//! Read-only HTTP feed of simulation frames for an external viewer.
//!
//! The simulation runs on a blocking task that owns the world outright, so
//! every tick is one exclusive section. Handlers only ever see cloned frames.

use std::{
    collections::VecDeque,
    convert::Infallible,
    net::SocketAddr,
    path::PathBuf,
    sync::{
        atomic::{AtomicBool, Ordering},
        Arc, Mutex, MutexGuard,
    },
    time::Duration,
};

use anyhow::{Context, Result};
use axum::{
    extract::State,
    response::sse::{Event, KeepAlive, Sse},
    routing::get,
    Json, Router,
};
use serde::Serialize;
use tokio::{net::TcpListener, sync::broadcast};
use tokio_stream::{wrappers::BroadcastStream, Stream, StreamExt};
use tracing::{error, info};

use crate::{
    engine::{EngineBuilder, EngineSettings, Frame, GameSpeed},
    events::TracingPresenter,
    scenario::Scenario,
};

/// Frames kept for `/api/frames`. Older ones are dropped.
const FRAME_HISTORY: usize = 600;

#[derive(Clone, Serialize)]
pub struct UiFrame {
    #[serde(flatten)]
    pub frame: Frame,
    pub completed: bool,
}

#[derive(Clone, Serialize)]
pub struct StateEnvelope {
    pub scenario: String,
    pub total_ticks: u64,
    pub frame: Option<UiFrame>,
    pub completed: bool,
}

#[derive(Clone)]
struct AppState {
    broadcaster: broadcast::Sender<String>,
    latest_frame: Arc<Mutex<Option<UiFrame>>>,
    frames: Arc<Mutex<VecDeque<UiFrame>>>,
    total_ticks: u64,
    scenario_name: String,
    simulation_done: Arc<AtomicBool>,
}

pub struct WebServerConfig {
    pub scenario: Scenario,
    pub ticks: u64,
    pub speed: GameSpeed,
    pub snapshot_interval: u64,
    pub snapshot_dir: PathBuf,
    pub host: String,
    pub port: u16,
}

fn lock<T>(mutex: &Mutex<T>) -> MutexGuard<'_, T> {
    mutex.lock().unwrap_or_else(|poisoned| poisoned.into_inner())
}

fn publish(state: &AppState, frame: UiFrame) {
    *lock(&state.latest_frame) = Some(frame.clone());
    {
        let mut frames = lock(&state.frames);
        if frames.len() == FRAME_HISTORY {
            frames.pop_front();
        }
        frames.push_back(frame.clone());
    }
    if let Ok(payload) = serde_json::to_string(&frame) {
        let _ = state.broadcaster.send(payload);
    }
}

pub async fn run(config: WebServerConfig) -> Result<()> {
    let WebServerConfig {
        scenario,
        ticks,
        speed,
        snapshot_interval,
        snapshot_dir,
        host,
        port,
    } = config;

    let scenario_name = scenario.name.clone();
    let mut world = scenario.build_world()?;
    let settings = EngineSettings {
        scenario_name: scenario_name.clone(),
        snapshot_interval_ticks: snapshot_interval,
        snapshot_dir,
        speed,
    };
    let mut engine = EngineBuilder::new(settings)
        .with_standard_systems()
        .with_presenter(TracingPresenter)
        .build();

    let (tx, _) = broadcast::channel::<String>(512);
    let state = AppState {
        broadcaster: tx,
        latest_frame: Arc::new(Mutex::new(None)),
        frames: Arc::new(Mutex::new(VecDeque::new())),
        total_ticks: ticks,
        scenario_name: scenario_name.clone(),
        simulation_done: Arc::new(AtomicBool::new(false)),
    };

    let sim_state = state.clone();
    let sim_handle = tokio::task::spawn_blocking(move || -> Result<()> {
        engine.run_with_hook(&mut world, ticks, |frame| {
            publish(
                &sim_state,
                UiFrame {
                    frame,
                    completed: false,
                },
            );
        })?;
        sim_state.simulation_done.store(true, Ordering::SeqCst);

        let last = lock(&sim_state.latest_frame).clone();
        if let Some(mut frame) = last {
            frame.completed = true;
            *lock(&sim_state.latest_frame) = Some(frame.clone());
            if let Some(back) = lock(&sim_state.frames).back_mut() {
                *back = frame.clone();
            }
            if let Ok(payload) = serde_json::to_string(&frame) {
                let _ = sim_state.broadcaster.send(payload);
            }
        }
        Ok(())
    });

    let label = scenario_name.clone();
    tokio::spawn(async move {
        match sim_handle.await {
            Ok(Ok(())) => info!(scenario = %label, "simulation completed"),
            Ok(Err(err)) => error!(scenario = %label, "simulation error: {err:?}"),
            Err(err) => error!(scenario = %label, "simulation task failed: {err:?}"),
        }
    });

    let router = Router::new()
        .route("/api/state", get(latest_state))
        .route("/api/frames", get(all_frames))
        .route("/api/events", get(stream_events))
        .with_state(Arc::new(state));

    let addr: SocketAddr = format!("{host}:{port}")
        .parse()
        .with_context(|| format!("Invalid listen address {host}:{port}"))?;
    let listener = TcpListener::bind(addr)
        .await
        .with_context(|| format!("Failed to bind {addr}"))?;
    info!(%addr, scenario = %scenario_name, "frame feed live (Ctrl+C to stop)");

    axum::serve(listener, router)
        .with_graceful_shutdown(shutdown_signal())
        .await?;
    Ok(())
}

async fn shutdown_signal() {
    let _ = tokio::signal::ctrl_c().await;
    info!("shutting down frame feed");
}

async fn latest_state(State(state): State<Arc<AppState>>) -> Json<StateEnvelope> {
    let frame = lock(&state.latest_frame).clone();
    Json(StateEnvelope {
        scenario: state.scenario_name.clone(),
        total_ticks: state.total_ticks,
        frame,
        completed: state.simulation_done.load(Ordering::SeqCst),
    })
}

#[derive(Serialize)]
struct FramesResponse {
    scenario: String,
    total_ticks: u64,
    completed: bool,
    frames: Vec<UiFrame>,
}

async fn all_frames(State(state): State<Arc<AppState>>) -> Json<FramesResponse> {
    let frames = lock(&state.frames).iter().cloned().collect();
    Json(FramesResponse {
        scenario: state.scenario_name.clone(),
        total_ticks: state.total_ticks,
        completed: state.simulation_done.load(Ordering::SeqCst),
        frames,
    })
}

async fn stream_events(
    State(state): State<Arc<AppState>>,
) -> Sse<impl Stream<Item = Result<Event, Infallible>>> {
    let rx = state.broadcaster.subscribe();
    let stream = BroadcastStream::new(rx).filter_map(|msg| match msg {
        Ok(payload) => Some(Ok(Event::default().data(payload))),
        Err(_) => None,
    });
    Sse::new(stream).keep_alive(
        KeepAlive::new()
            .interval(Duration::from_secs(2))
            .text("keep-alive"),
    )
}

**Goal of the exercise:** In the data above, copy every line where the string "axum" appears.

**Answer section:**
use axum::{
    axum::serve(listener, router)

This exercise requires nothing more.